After four decades of court-ordered school integration, students, parents, and educators of both races remain deeply divided on the issue. A spate of recent state rulings have released several cities from mandatory desegregation programs, prompting them to return to more racially separate neighborhood schools. But some observers worry that this rush toward local control is overlooking some of the gains achieved by desegregation.
A decade ago, Fort Wayne, Ind., peacefully desegregated its divided schools. Teashia Curry, an African-American high school senior, says she saw her educational opportunities improve. It's not fair, she says, but the truth is that "a predominantly white school offers better resources."
David Grissmer of the Rand Corp., a Washington-based think tank, has studied test scores from the 1970s and 1980s on the National Assessment of Education Progress, a congressionally mandated sampling of American students' academic skills. For African-American children entering public school after 1970, he says, there were "major gains for 9-, 13- and 17-year-old black kids, larger than normally seen in any population group."
The gains were achieved all over the country, says Mr. Grissmer, although they were especially strong in the South, where enforced school desegregation began in the 1970s. "It seems something began to happen to these cohorts of black children," he says. While some dismiss the gains as the result of better teaching and smaller class sizes, Grissmer is unconvinced. "If it were that, then there should have been comparable white gains as well," which there were not.
For black children entering school after 1980, the increases tailed off again. Some blame an increase in drug use and violence at that time. Grissmer declines to speculate. "We've made policies for a long time based on the assumption that most of what we've done for minorities didn't work. We'd have to explain those large score gains before we could draw such conclusions."
Some researchers see scholastic gains as less important than social ones. "Desegregation has a bunch of functions," says Janet Schofield, a social psychologist and professor at the University of Pittsburgh. "It may do some improving of academic achievement but it also serves a broader social function of breaking down barriers."
Professor Schofield says tests conducted over a 15-year span show that African-Americans who attended integrated schools tend "with noticeable frequency" to live in integrated neighborhoods, have mixed circles of friends, and hold higher-paying jobs.
"It is really important that kids have constructive exposure to kids from other backgrounds as they grow up," Schofield says. "It's even more important now than it was before. Our economy and our social welfare as a society depends on people from different backgrounds being able to work together."

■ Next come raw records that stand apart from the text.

//! Cookie-based user identity middleware.

use axum::{
    extract::{Request, State},
    http::{
        HeaderMap, HeaderValue,
        header::{COOKIE, SET_COOKIE},
    },
    middleware::Next,
    response::Response,
};
use tracing::{debug, warn};

use crate::domain::entities::UserId;
use crate::state::AppState;

/// Name of the cookie carrying the user token.
pub const USER_TOKEN_COOKIE: &str = "user_token";

/// Identity of the caller, inserted into request extensions by [`layer`].
///
/// Handlers read it with `Extension<CurrentUser>`.
#[derive(Debug, Clone, Copy, PartialEq, Eq)]
pub struct CurrentUser(pub UserId);

/// Resolves the caller's identity from the `user_token` cookie.
///
/// # Identity Flow
///
/// 1. Extract the `user_token` cookie from the request
/// 2. Verify it with [`crate::application::services::UserTokenCodec`]
/// 3. On a missing, malformed or forged token, mint a fresh identity
/// 4. Expose the user as [`CurrentUser`] and run the handler
/// 5. Echo the (possibly new) token back in `Set-Cookie`
///
/// There is no rejection path: every request ends up with an identity.
///
/// # Example
///
/// ```rust,ignore
/// use axum::{Router, routing::get, middleware};
/// use crate::api::middleware::user_token;
///
/// let app = Router::new()
///     .route("/api/user/urls", get(user_urls_handler))
///     .layer(middleware::from_fn_with_state(state.clone(), user_token::layer));
/// ```
pub async fn layer(State(st): State<AppState>, mut req: Request, next: Next) -> Response {
    let verified = cookie_value(req.headers(), USER_TOKEN_COOKIE)
        .and_then(|token| st.token_codec.verify(&token).map(|user_id| (user_id, token)));

    let (user_id, token) = match verified {
        Some(identity) => identity,
        None => {
            let (user_id, token) = st.token_codec.mint();
            debug!(user_id, "Issued new user identity");
            (user_id, token)
        }
    };

    req.extensions_mut().insert(CurrentUser(user_id));

    let mut response = next.run(req).await;

    match HeaderValue::from_str(&format!("{USER_TOKEN_COOKIE}={token}; Path=/; HttpOnly")) {
        Ok(cookie) => {
            response.headers_mut().append(SET_COOKIE, cookie);
        }
        Err(e) => warn!("Failed to build user token cookie: {}", e),
    }

    response
}

/// Returns the value of the cookie `name`, ignoring every other cookie.
fn cookie_value(headers: &HeaderMap, name: &str) -> Option<String> {
    headers
        .get_all(COOKIE)
        .iter()
        .filter_map(|header| header.to_str().ok())
        .flat_map(|cookies| cookies.split(';'))
        .find_map(|cookie| {
            let mut parts = cookie.trim().splitn(2, '=');
            match (parts.next(), parts.next()) {
                (Some(key), Some(value)) if key == name => Some(value.to_string()),
                _ => None,
            }
        })
}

But many disagree that such a goal is best accomplished by court-ordered desegregation. In Detroit, where 1,000 African-American students are thriving at one of Detroit's three public schools with an Afrocentric curriculum, principal Ray Johnson shakes his head at the mere mention of the issue. "You can't legislate that kind of thing," he insists. "I doubt if it's worth all the dollars" and trouble.
Even proponents of enforced desegregation agree that simply requiring black and white kids to sit side by side in classrooms is not helpful. Dan Bickel, principal of an integrated public elementary school in Fort Wayne, Ind., says that his youngest students arrive at school "color blind." "The first- and second-graders never use color to describe one another," he observes. "They just don't notice it."
But by fifth grade, Mr. Bickel says, these same kids who once fingerpainted and played on the seesaw together suddenly practice self-segregation. "It's almost as if at a certain point, society begins to come down on them," he says, "and they're now acting out what they see in the world around them."
David Armor, research professor at George Mason University's Institute of Public Policy in Fairfax, Va., says that "the races have gotten more information about one another" as a result of integrating schools. "But that doesn't always lead to more positive views of one another," he says. "There are still strong cultural and social and value differences."
Tom Smith, an African-American who is also principal of an integrated Fort Wayne public elementary school says that students still divide themselves racially. "It's like the old trend you saw in high school, breaking up into groups, in this case black kids and white kids." But, he adds, he has watched kids in his school "become more appreciative of one another." He notes that his students seem good at "finding likenesses in one another that transcend race."